Sunday, November 6, 2011

GEORGE LIVES WITH FISHES


You come from an island, so maybe you don’t understand the subtleties  of European construction’
Nicolas Sarkozy, the French President snapping at a BBC reporter at the G20


GEORGE  PAPANDREOU announced that he was going to give his people a voice in how their country’s history was to take its next vital step. It was the right thing to do and the brave thing to do. He offered his people the chance to decide for themselves, by referendum, whether they should stay with the austerity imposed on them by France and Germany, or declare for bankruptcy.
            At a time of such a crisis as that now experienced by Greece, it is surely right that, in any democracy, the people should determine their future. If they can longer be given this opportunity then Greece would be better off under the notorious colonels that governed their country post-war.
            But Mr Papandreou was summoned to Cannes to meet his Godfathers, Messer’s Merkle and Sarkozy. When the meeting ended, so did the possibility of a referendum. Mr Papandreou returned to announce its demise.
            What happened when he appeared before the Grand Inquisition is, if the press are to be believed, starting to come to light. We are told that the Greek prime minister was threatened with being denied any future bailout cash by the German Chancellor, and was also told that his country would face EU expulsion for ten years. After which, we are told, the Greek opposition were contacted in order to find a way of withdrawing  support from Papandreou.
            Such is the character of the European family our own home-grown Europhiles wish us to join. If those European leaders gathered at the G20 meeting in Cannes, did indeed make any kind of contact with the Greek opposition in order to get rid of what was after all their country’s elected  prime minister, then it is no exaggeration to level the charge against Brussels of fermenting a coup in Greece.
            Mr Papandreou has been made to look like a Neville Chamberlain figure by his country’s European masters. He offered his people a say in their future, but it was not to be: he is of course no hero; he, like all Greece’s politicians have conspired in the creation of their nation’s predicament. They have lied about their country’s finances in order to secure membership of the euro - but then the deception should have been discovered at the time; which it probably was, but  ignored by European idealism which rubber stamped Greece’s membership.
            Indeed, the EU as a whole  has little to boast about regarding any country’s finances the EU’s signing off of  accounts. Their own accounts have not been signed off  by the auditors for several years. Corruption is rife in Europe and Greece is not the sole transgressor.

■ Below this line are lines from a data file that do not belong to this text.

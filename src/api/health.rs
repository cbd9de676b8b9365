use axum::{extract::State, Json};
use serde::Serialize;
use super::AppState;

#[derive(Serialize)]
pub struct HealthResponse {
    pub status: String,
    pub version: String,
    pub rpc: String,
    #[serde(skip_serializing_if = "Option::is_none")]
    pub block_number: Option<u64>,
}

pub async fn health_check(State(state): State<AppState>) -> Json<HealthResponse> {
    // RPC is reachable if it answers a block number
    let (rpc, block_number) = match state.client.get_block_number().await {
        Ok(block) => ("connected".to_string(), Some(block)),
        Err(e) => {
            tracing::warn!("health check RPC probe failed: {}", e);
            ("disconnected".to_string(), None)
        }
    };

    Json(HealthResponse {
        status: "ok".to_string(),
        version: env!("CARGO_PKG_VERSION").to_string(),
        rpc,
        block_number,
    })
}

#[cfg(test)]
mod tests {
    use super::*;
    use crate::api::test_support::test_state;
    use crate::testing::FakeChainClient;
    use std::sync::Arc;

    #[tokio::test]
    async fn health_reports_connected_rpc() {
        let state = test_state(Arc::new(FakeChainClient::new()));
        let Json(body) = health_check(State(state)).await;
        assert_eq!(body.status, "ok");
        assert_eq!(body.rpc, "connected");
        assert_eq!(body.block_number, Some(1));
    }
}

WHAT I WOULD LIKE to see, is a return to the old Europe. A Europe of free trade where the people of Europe can prosper without the overweening presence of a Brussels bureaucratic oversight that supervises and pronounces upon each every aspect of our lives;  a European super state that diminishes the individual’s ability to flourish by the ravenous use of regulation that stifles enterprise - the very mechanism needed to bring wealth to the ordinary citizens of the continent of Europe.
            The European project was a terrible mistake; a mistake based upon a noble premise of ridding the continent of Europe of future internal wars that had for centuries occupied the continent; but all it will do is create new fissures to replace the ancient ones with same consequences for the continent.
            History in the making rarely impacts on the busy everyday lives of the people. It is only when they look back over their lives that a clear picture emerges of just how much the many changes of just five or six decades has moved their world forward.
            But then sudden events of great significance concentrate their minds and make them feel a part of history for the first time. Both of the world wars were such events; and now I believe we are in the midst of an equally cataclysmic period of European history. A period which will be effect the lives of all of us.
            The backdrop is the European debt crises and the unfolding drama will divide Europe and the nations within it. Rather than a continent of ‘solidarity’ and concord, as the founding fathers and their decedents wanted; a two tier, two speed Europe, will emerge from the political divisions that the debt crises is causing. The 17 euro members will form the core of the Union, while the 10 nations outside of the euro zone will become satellites, having, through Qualified Majority Voting (QMV) to obey the core members.
            Latter this week a report will be published by Open Europe which will describe how, through the Lisbon Treaty we have given this inner core the power through QMV to effectively overrule our parliament. We will no longer hold our veto…and Gordon Brown told us when he signed the treaty in December 2007, that this would be a technical adjustment not requiring a referendum.
            Once again the British people were duped on an issue involving our relationship with Europe - a piece of hoodwinking that is, in the light of the current crises, going to cost us dear in terms of our standard of living, and, if the people do not act, in terms of our sovereignty and national independence.